Kernel optimization problem : Texture memory

Hello! I am in need of a little insight.

I am trying to implement my own version of mummerGPU. I have everything working so far and went to the point of optimizing some memory accesses to be coalesced and also reduced warp divergence to a minimum (I believe).

The last step was to optimize the accesses to the suffix tree / reference sequence (string), which are by their nature random and impossible to coalesce (but have some locality). From various sources including mummerGPU’s paper I understand that texture memory could be a great performance booster however when I try to use textures in my kernel the execution time increases quite a bit.

After digging around the PTX files and the profiler logs I noticed that whenever I use textures my kernel starts to load data from local memory. Is this behavior normal and would it explain the performance hit ? Btw, I am binding the texture to linear memory, not using Cuda Arrays yet although I might experiment with them or using 2D textures to see if the problem remains.
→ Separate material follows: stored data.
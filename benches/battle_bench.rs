//! Battle throughput: single trials and sequential vs parallel Monte Carlo runs.
//!
//! Run with: `cargo bench --bench battle`

use criterion::{black_box, criterion_group, criterion_main, BatchSize, Criterion, Throughput};
use skirmish::combat::{seeded, simulate_battle, BattleConfig, Combatant, Team, Weapon};
use skirmish::data::{CombatantTemplate, SimulationConfig};
use skirmish::simulation::{run_battles, run_battles_parallel};

fn template(name: &str, hp: i64, defense: u32, spec: &str) -> CombatantTemplate {
    CombatantTemplate {
        name: name.to_string(),
        hp,
        defense,
        weapon_pool: spec.to_string(),
        tags: Vec::new(),
    }
}

fn party_config(iterations: usize) -> SimulationConfig {
    SimulationConfig {
        iterations,
        pcs: vec![
            template("Knight", 24, 5, "2d8"),
            template("Archer", 14, 3, "1d10"),
            template("Cleric", 18, 4, "1d6"),
        ],
        npcs: vec![
            template("Troll", 30, 3, "1d12"),
            template("Goblin", 8, 3, "1d6"),
            template("Goblin Archer", 7, 2, "1d8"),
        ],
        ..SimulationConfig::default()
    }
}

fn bench_single_battle(c: &mut Criterion) {
    let mut group = c.benchmark_group("battle");
    group.sample_size(100);
    group.throughput(Throughput::Elements(1));

    let d6 = Weapon::from_spec("1d6", Vec::<String>::new());
    let duel_pc = vec![Combatant::new("Hero", Team::Players, 20, 5, d6.clone())];
    let duel_npc = vec![Combatant::new("Goblin", Team::Opponents, 10, 3, d6)];
    group.bench_function("duel", |b| {
        let mut rng = seeded(7);
        b.iter_batched(
            || (duel_pc.clone(), duel_npc.clone()),
            |(pcs, npcs)| black_box(simulate_battle(&pcs, &npcs, BattleConfig::default(), &mut rng)),
            BatchSize::SmallInput,
        );
    });

    let config = party_config(1);
    let (pcs, npcs) = (config.players(), config.opponents());
    group.bench_function("three_vs_three", |b| {
        let mut rng = seeded(7);
        b.iter(|| black_box(simulate_battle(&pcs, &npcs, config.battle_config(), &mut rng)));
    });

    group.finish();
}

fn bench_monte_carlo_sequential_vs_parallel(c: &mut Criterion) {
    let config = party_config(2_000);
    let seed = 42u64;

    let mut group = c.benchmark_group("monte_carlo");
    group.sample_size(20);
    group.measurement_time(std::time::Duration::from_secs(10));
    group.throughput(Throughput::Elements(config.iterations as u64));

    group.bench_function("sequential", |b| {
        b.iter(|| black_box(run_battles(&config, seed)));
    });

    group.bench_function("parallel", |b| {
        b.iter(|| black_box(run_battles_parallel(&config, seed)));
    });

    group.finish();
}

criterion_group!(benches, bench_single_battle, bench_monte_carlo_sequential_vs_parallel);
criterion_main!(benches);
Main loop of the Kernel using a char text in global memory :

while (text[edgeStart + edgeOffset] == testChar) {



Same main loop using a texture:

while (tex1Dfetch(refTex,edgeStart + edgeOffset) == testChar) {



The simple difference in the code shown above doubles the execution time of the Kernel and I am at a loss as to why. Any ideas are very welcome. Am I missing something regarding the use of textures?